Rustom – An earnest Akshay Kumar makes it work…
1959’s Nanavati Case is not to be forgotten easily. Two Bollywood films (Yeh Raaste Hain Pyar Ke, Achanak) have already milked its possibilities. The case is a thesis for public relations and media students on how a tabloid phenomenally staged a media event thus manipulating public opinion. With the verdict being declared by an autonomous jury, credibility of this judgement alleviated further. Tinu Suresh Desai’s Rustom is the latest to join the Nanavati bandwagon. This fashionable story of power, uptown relationships and deceit holds abundant dramatic possibilities.
Akshay Kumar plays naval officer Rustom Pavri who is accused of murdering his wife’s lover. Cynthia, his wife, is a UK-bred woman full of guilt and is projected as a victim of circumstances. What we have in store is a theatrical courtroom drama that lets Rustom pave his way out of this mess.
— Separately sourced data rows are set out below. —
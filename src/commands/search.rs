use anyhow::Result;
use daybook_core::EventStore;
use daybook_core::persist::Storage;
use owo_colors::OwoColorize;

use crate::render;

pub fn run<S: Storage>(store: &EventStore<S>, keyword: &str) -> Result<()> {
    let mut matches = store.filter_events(keyword);

    if matches.is_empty() {
        println!("{}", format!("No events matching '{keyword}'").dimmed());
        return Ok(());
    }

    // Stable sort keeps insertion order within a day
    matches.sort_by_key(|e| e.date);
    println!("{}", render::grouped_by_day(&matches));
    Ok(())
}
Rustom, for starters, is an entertaining film – very much in the superstar Akshay Kumar space. That is also partially the film’s undoing. We, the viewers, have absolutely no clue on how Rustom collects his evidences. There are attractive women cheering outside the court with placards that say, “Marry Me Rustom” but the context is amiss. Having read about the original case and the media manipulation around the same, we do guess why. Desai’s lazy screenplay offers no explanation whatsoever. Akin to the tabloid Blitz in the early 60s, there’s a publication headed by a Parsi gentleman trying to sell perceptions. The character (Kumud Mishra) doesn’t really work as he ends up a comic relief. There are subplots that run parallel and few land up at the nth hour. Among those, one that involves a massive transfer of INR 5 crores is the biggest blunder.
Another fact that we notice is how staged is Rustom – almost like a mediocre stage play. We see vintage cars, crisp satin outfits and gloves, ballrooms, pretty buildings! Basically the tony old Bombay and the works. Rustom stays in police custody but is always seen well-ironed uniform with medals in place – in and out of the cell. This is too well-dressed a film to be taken seriously.
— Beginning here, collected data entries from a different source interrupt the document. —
//! Terminal rendering for daybook types.
//!
//! Extension traits and helpers that turn daybook-core values into colored
//! terminal text using owo_colors.

use chrono::{Datelike, NaiveDate};
use daybook_core::Event;
use daybook_core::month::{GridDay, MonthView};
use owo_colors::OwoColorize;

/// Width of one grid cell, without the separating space
const CELL_WIDTH: usize = 6;

pub trait Render {
    fn render(&self) -> String;
}

impl Render for Event {
    fn render(&self) -> String {
        let time = format!("{} - {}", self.start_time, self.end_time);
        let mut line = format!("{} {}", time.cyan(), self.name.bold());
        if let Some(color) = &self.color {
            line.push_str(&format!(" {}", format!("({color})").dimmed()));
        }
        line
    }
}

/// e.g. "Wednesday, May 1, 2024"
fn day_title(date: NaiveDate) -> String {
    date.format("%A, %B %-d, %Y").to_string()
}

/// The events of one day, with descriptions and ids.
pub fn day_listing(date: NaiveDate, events: &[&Event]) -> String {
    let mut lines = vec![day_title(date).bold().to_string()];

    if events.is_empty() {
        lines.push(format!("  {}", "No events".dimmed()));
    }

    for event in events {
        lines.extend(event_lines(event));
    }

    lines.join("\n")
}

fn event_lines(event: &Event) -> Vec<String> {
    let mut lines = vec![format!("  {} {}", event.render(), event.id.dimmed())];
    if let Some(description) = &event.description {
        lines.push(format!("      {}", description.dimmed()));
    }
    lines
}

/// Events under a heading per day. Expects `events` sorted by date.
pub fn grouped_by_day(events: &[&Event]) -> String {
    let mut lines = Vec::new();
    let mut current_date: Option<NaiveDate> = None;

    for event in events {
        if current_date != Some(event.date) {
            if current_date.is_some() {
                lines.push(String::new());
            }
            lines.push(day_title(event.date).bold().to_string());
            current_date = Some(event.date);
        }
        lines.extend(event_lines(event));
    }

    lines.join("\n")
}

/// The month grid with a count badge on every day that has events.
pub fn month_grid(view: &MonthView, days: &[GridDay]) -> String {
    let total_width = 7 * (CELL_WIDTH + 1) - 1;
    let mut lines = vec![
        format!("{:^width$}", view.title(), width = total_width)
            .bold()
            .to_string(),
    ];

    let header: Vec<String> = view
        .weekday_labels()
        .iter()
        .map(|label| format!("{:<width$}", label, width = CELL_WIDTH))
        .collect();
    lines.push(header.join(" ").dimmed().to_string());

    for week in days.chunks(7) {
        let row: Vec<String> = week.iter().map(render_cell).collect();
        lines.push(row.join(" "));
    }

    lines.join("\n")
}

fn render_cell(day: &GridDay) -> String {
    let number = format!("{:>2}", day.date.day());
    let badge = if day.event_count > 0 {
        format!("·{}", day.event_count)
    } else {
        String::new()
    };
    // Pad on plain text so escape codes don't skew the columns
    let padding = " ".repeat(CELL_WIDTH.saturating_sub(2 + badge.chars().count()));

    let number = if day.is_today {
        number.reversed().bold().to_string()
    } else if !day.in_month {
        number.dimmed().to_string()
    } else {
        number
    };

    format!("{}{}{}", number, badge.blue(), padding)
}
On the plus side, there’s a definite intrigue that runs all through. There’s Akshay Kumar who puts in a winsome effort. The courtroom scenes, though predictable, do not bore you. There are crowd-pleaser characters who do rather well – Pavris’ housemaid being my favourite. There’s an impressive soundtrack by a bevy of composers. Though none of them matches the film’s dressy, period aura, it’s a pleasure to have a film begin with Atif Aslam’s voice. Especially when the song happens to be as melodious as ‘Tere Sang Yaara’. Santosh Thundiyil’s cinematography is a treat and the editor does a kickass job.
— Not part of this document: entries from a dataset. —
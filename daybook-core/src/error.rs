//! Error types for daybook.

use thiserror::Error;

/// Errors raised while reading or writing the durable event snapshot.
///
/// The in-memory collection stays authoritative when one of these is
/// returned from a store mutation.
#[derive(Error, Debug)]
pub enum PersistenceError {
    #[error("Storage IO error: {0}")]
    Io(#[from] std::io::Error),

    #[error("Serialization error: {0}")]
    Serialization(#[from] serde_json::Error),

    #[error("Stored snapshot has unsupported version {0}")]
    UnsupportedVersion(u32),

    #[error("Storage unavailable: {0}")]
    Unavailable(String),
}

/// Reasons a user-entered event is rejected before it reaches the store.
#[derive(Error, Debug, Clone, PartialEq, Eq)]
pub enum ValidationError {
    #[error("Please fill in all required fields ({0} is missing)")]
    MissingField(&'static str),

    #[error("Invalid time '{0}'. Expected HH:MM")]
    InvalidTime(String),

    #[error("End time {end} must be after start time {start}")]
    EndNotAfterStart { start: String, end: String },

    #[error("This event conflicts with an existing event: {name} ({start} - {end})")]
    Conflict {
        name: String,
        start: String,
        end: String,
    },
}

/// Errors loading the daybook configuration file.
#[derive(Error, Debug)]
pub enum ConfigError {
    #[error("Could not determine config directory")]
    NoConfigDir,

    #[error("Configuration error: {0}")]
    Load(#[from] config::ConfigError),

    #[error("Could not write config file: {0}")]
    Io(#[from] std::io::Error),
}

pub type PersistenceResult<T> = Result<T, PersistenceError>;

pub type ConfigResult<T> = Result<T, ConfigError>;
The supporting cast is led by the lovely Ileana D’cruz in an effective, restrained turn. Her classic face and elegant demeanour further accentuates Cynthia Pavri’s appeal. Esha Gupta’s is one unintentionally hilarious character, much like Arunodaya Singh in simultaneously released Mohenjo Daro. Supposed to be bereaving her brother’s death, Gupta has all time in the world to wear the sexiest of outfits and team them up with garish makeup and loud red lip colour. Her expressions are so out of place that her acting school dean is bound to knock her off the alumni records! There’s one scene where Rustom cross-questions her and there she stands, suggestively, in the witness box almost ready to break in to a Piya Tu, Ab Toh Aaja... Pawan Malhotra and Parmeet Sethi are royally wasted. Kumud Mishra successfully pulls off his half-baked character. Anang Desai proves why he will never come out of the ‘Babuji’ tag – if you know what I mean. Arjan Bajwa does reasonably well as does Sachin Khadekar. Usha Nadkarni gets some great lines and walks away with applause.
Overall, Rustom isn’t really a regrettable watch. There is a patchy script and over-the-top direction to blame on. The lack of layers on our smart-ass lead man’s character is bound to bother you. We wish there were more shades to him than mere patriotism. Still, the ever-dependable Akshay Kumar holds together Rustom that works rather well as a time-pass weekend fare – memories of which wouldn’t go beyond the multiplex’s exit.